そう言いながらも、慌てる様子も無く振り返り、いつの間にか机の上に重ねて置いてあった衣服を取り俺へと見せる。
「それでね、あなたの上着は洗濯しちゃって今はここに無くてどうしようも無いんだけれど、変わりの服なら有るんだけど貴方はどうする?」
「それって、女物じゃ……」
「柔軟に対応できる人って好きよ。ねっ、先生を待たせる訳にもいかないし、しょうがないわぁ」
何故かクリスに期待の輝きを秘めた目で見つめられ、念押しとまでに今から洗濯係りの人に謝って多量の洗濯物の中から衣服を探してもらうなんて気の毒だわとクリスには言われ。選択権は無さそうだと実感する。
それに、エカードに会って相談したいのも山々で、女性化してしまったのならば諦めて融合解除できる時間まで、エカードの様なきちんとした後ろ盾が欲しいとも思えた。
「あまり派手なのは……」
「まあ!やっぱり貴方って気が合いそうだわ。安心してちゃんと考えて持ってきたわ」
そう言いながら衣服を見せるクリスは、彼女が来ているお嬢様ドレス風の衣服とは違う。どちらかと言えば、飾り気の無いエルフが着るワンピースの服を持ってきた様子だった。
「きっと似合うと思うの。着方も簡単だと思うわ」
「あぁ、じゃあ。着替えてく「気にしなくていいわよ。女同士なんだし」」
着替えてくると、シャーリーが寝ているはずの隣部屋へ行こうとして、気にしないとクリスは言いながら。後、数着の俺用の衣服を選ぶ様子だった。

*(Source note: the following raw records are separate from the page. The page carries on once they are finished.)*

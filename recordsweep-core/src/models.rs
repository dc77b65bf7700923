//! Core data models for complete-dataset retrieval.
//!
//! This module defines the records flowing through the engine (raw upstream
//! rows, canonical records), the per-partition outcome of pagination, and the
//! result and diagnostics returned to callers. All result types are
//! serializable so callers can expose them as JSON unchanged.

use serde::{Deserialize, Serialize};
use std::collections::BTreeMap;

/// A row as returned by the upstream platform.
///
/// Field names are open-ended and inconsistently cased across tables and
/// schema generations; see [`crate::normalize`] for alias resolution.
pub type RawRecord = serde_json::Map<String, serde_json::Value>;

/// What a partition filter selects.
#[derive(Debug, Clone, PartialEq, Eq, Serialize, Deserialize)]
#[serde(tag = "kind", rename_all = "snake_case")]
pub enum FilterKind {
    /// Rows whose partition field equals `value`
    Equals { field: String, value: String },
    /// Rows whose partition field is null or the empty string
    NullOrEmpty { field: String },
    /// Every row (optionally narrowed by the plan's additional predicate)
    Unpartitioned,
}

/// One bounded sub-query of a plan.
#[derive(Debug, Clone, PartialEq, Eq, Serialize, Deserialize)]
pub struct Filter {
    /// Position in the plan; merge order follows this index
    pub index: usize,
    /// What the filter selects
    pub kind: FilterKind,
    /// Rendered `q.where` predicate
    pub clause: String,
}

impl Filter {
    /// Whether this is the null/empty catch-all partition.
    pub fn is_catch_all(&self) -> bool {
        matches!(self.kind, FilterKind::NullOrEmpty { .. })
    }
}

impl std::fmt::Display for Filter {
    fn fmt(&self, f: &mut std::fmt::Formatter<'_>) -> std::fmt::Result {
        write!(f, "#{} {}", self.index, self.clause)
    }
}

/// Why a partition stopped paginating.
#[derive(Debug, Clone, PartialEq, Eq, Serialize, Deserialize)]
#[serde(tag = "reason", rename_all = "snake_case")]
pub enum StopReason {
    /// A short or empty page proved the partition drained
    Exhausted,
    /// A page request failed; pages fetched before it are kept
    HttpError {
        status: Option<u16>,
        message: String,
    },
    /// The per-partition page cap was reached; more rows may remain upstream
    SafetyCap { pages: u32 },
    /// The retrieval was cancelled before the partition drained
    Cancelled,
}

impl StopReason {
    /// Whether the partition may be missing rows.
    pub fn is_partial(&self) -> bool {
        !matches!(self, Self::Exhausted)
    }

    /// Whether the stop was caused by a rejected bearer token.
    pub fn is_unauthorized(&self) -> bool {
        matches!(
            self,
            Self::HttpError {
                status: Some(401),
                ..
            }
        )
    }
}

impl std::fmt::Display for StopReason {
    fn fmt(&self, f: &mut std::fmt::Formatter<'_>) -> std::fmt::Result {
        match self {
            StopReason::Exhausted => write!(f, "exhausted"),
            StopReason::HttpError {
                status: Some(status),
                message,
            } => write!(f, "http error {}: {}", status, message),
            StopReason::HttpError {
                status: None,
                message,
            } => write!(f, "http error: {}", message),
            StopReason::SafetyCap { pages } => write!(f, "safety cap after {} pages", pages),
            StopReason::Cancelled => write!(f, "cancelled"),
        }
    }
}

/// Everything one partition produced.
#[derive(Debug, Clone)]
pub struct PartitionOutcome {
    /// The partition that was drained
    pub filter: Filter,
    /// Records in page order
    pub records: Vec<RawRecord>,
    /// Page requests actually issued
    pub pages_requested: u32,
    /// Why draining stopped
    pub stop: StopReason,
}

impl PartitionOutcome {
    /// Whether the partition may be missing rows.
    pub fn is_partial(&self) -> bool {
        self.stop.is_partial()
    }
}

/// A normalized record.
#[derive(Debug, Clone, PartialEq, Serialize, Deserialize)]
pub struct CanonicalRecord {
    /// Primary identifier, when the raw record carried one
    pub id: Option<String>,
    /// Canonical business fields, alias-resolved and defaulted
    pub fields: BTreeMap<String, String>,
    /// The original upstream row, untouched
    pub passthrough: RawRecord,
}

impl CanonicalRecord {
    /// Looks up a canonical field.
    pub fn get(&self, field: &str) -> Option<&str> {
        self.fields.get(field).map(String::as_str)
    }

    /// Derived full name, if one could be built.
    pub fn member_name(&self) -> Option<&str> {
        self.get(crate::normalize::MEMBER_NAME)
    }
}

/// Per-partition summary carried in [`Diagnostics`].
#[derive(Debug, Clone, PartialEq, Eq, Serialize, Deserialize)]
pub struct PartitionReport {
    /// Position in the plan
    pub index: usize,
    /// Rendered `q.where` predicate
    pub clause: String,
    /// Records fetched, before deduplication
    pub records: usize,
    /// Page requests issued
    pub pages_requested: u32,
    /// Why draining stopped
    pub stop: StopReason,
}

impl From<&PartitionOutcome> for PartitionReport {
    fn from(outcome: &PartitionOutcome) -> Self {
        Self {
            index: outcome.filter.index,
            clause: outcome.filter.clause.clone(),
            records: outcome.records.len(),
            pages_requested: outcome.pages_requested,
            stop: outcome.stop.clone(),
        }
    }
}

/// Machine-readable account of how a retrieval went.
#[derive(Debug, Clone, Serialize, Deserialize)]
pub struct Diagnostics {
    /// Upstream table
    pub table: String,
    /// When the retrieval started
    pub started_at: chrono::DateTime<chrono::Utc>,
    /// Wall-clock duration in milliseconds
    pub duration_ms: u64,
    /// One entry per partition, in plan order
    pub partitions: Vec<PartitionReport>,
    /// Records fetched before deduplication
    pub raw_record_count: usize,
    /// Records dropped as duplicates of an earlier record
    pub duplicates_dropped: usize,
    /// Records that received a synthetic dedup key
    pub records_without_identifier: usize,
    /// Best-effort upstream COUNT(*); `None` when not requested
    pub estimated_count: Option<u64>,
    /// The plan was unpartitioned and may have hit the platform row cap
    pub may_truncate: bool,
    /// Partition discovery failed and fallback values were used
    pub discovery_failed: bool,
    /// Human-readable notes on anything that may have cost completeness
    pub warnings: Vec<String>,
}

impl Diagnostics {
    /// Creates empty diagnostics stamped with the current time.
    pub fn new(table: impl Into<String>) -> Self {
        Self {
            table: table.into(),
            started_at: chrono::Utc::now(),
            duration_ms: 0,
            partitions: Vec::new(),
            raw_record_count: 0,
            duplicates_dropped: 0,
            records_without_identifier: 0,
            estimated_count: None,
            may_truncate: false,
            discovery_failed: false,
            warnings: Vec::new(),
        }
    }

    /// Adds a warning
    pub fn add_warning(&mut self, warning: impl Into<String>) {
        self.warnings.push(warning.into());
    }

    /// Page requests issued across all partitions.
    pub fn total_pages_requested(&self) -> u32 {
        self.partitions.iter().map(|p| p.pages_requested).sum()
    }

    /// Partitions stopped by the safety cap.
    pub fn safety_cap_hits(&self) -> usize {
        self.partitions
            .iter()
            .filter(|p| matches!(p.stop, StopReason::SafetyCap { .. }))
            .count()
    }
}

/// The outcome of one `fetch_all` call.
#[derive(Debug, Clone, Serialize, Deserialize)]
pub struct RetrievalResult {
    /// Deduplicated, normalized records in partition then page order
    pub records: Vec<CanonicalRecord>,
    /// Some partition did not drain, or discovery fell back
    pub partial: bool,
    /// Cancellation cut a partition or discovery short; `records` holds what was gathered
    pub cancelled: bool,
    /// Per-partition reports, counts, and warnings
    pub diagnostics: Diagnostics,
}

impl RetrievalResult {
    /// Number of canonical records
    pub fn len(&self) -> usize {
        self.records.len()
    }

    /// Whether no records were retrieved
    pub fn is_empty(&self) -> bool {
        self.records.is_empty()
    }
}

まあ、ジロジロと見られる訳でも無い様子からしぶしぶ、ズボンに手をかけ脱いでいくと、色白な細い脚が見え見慣れた下着に違和感しか感じなかった。
夢の中でも感じた喪失感を余計に意識してしまう。今はまだ、分ってはいてもそれを直視出来る精神の強さは持つことが出来なかった。
「下着は流石にごめんなさいね。後で、買うと良いわ」
買わないといけないのか?何故か下着だけは、男だった時の最後の砦の様にこのままで良いじゃないかと、下着を変える事だけは出来そうにない。
「この服は下から着ればいいのか?」
「そうよ、簡単でしょ?」
「ああ」
ガチャ
不意に隣の部屋に繋がる扉が開き、クッションを抱えたシャーリーが寝ぼけた表情のまま入ってくる。
「あっ、おはよう。シャーリー」
「……オハヨウ」
気付いたクリスがシャーリーへ声を掛ける。その言葉にシャーリーは視線を彼女へ向け挨拶をする。
「おはよう」
俺も着替えながらではあるが、シャーリーへ朝の挨拶をする。意外と夜遅くに寝たと思うが、朝は早く起きるんだなと思った。
「……変態?」
何故か理解できない困惑した表情を浮かべるシャーリーの目が、俺にとって妙に冷めて見える様に感じてしまった朝の挨拶のやり取りだった。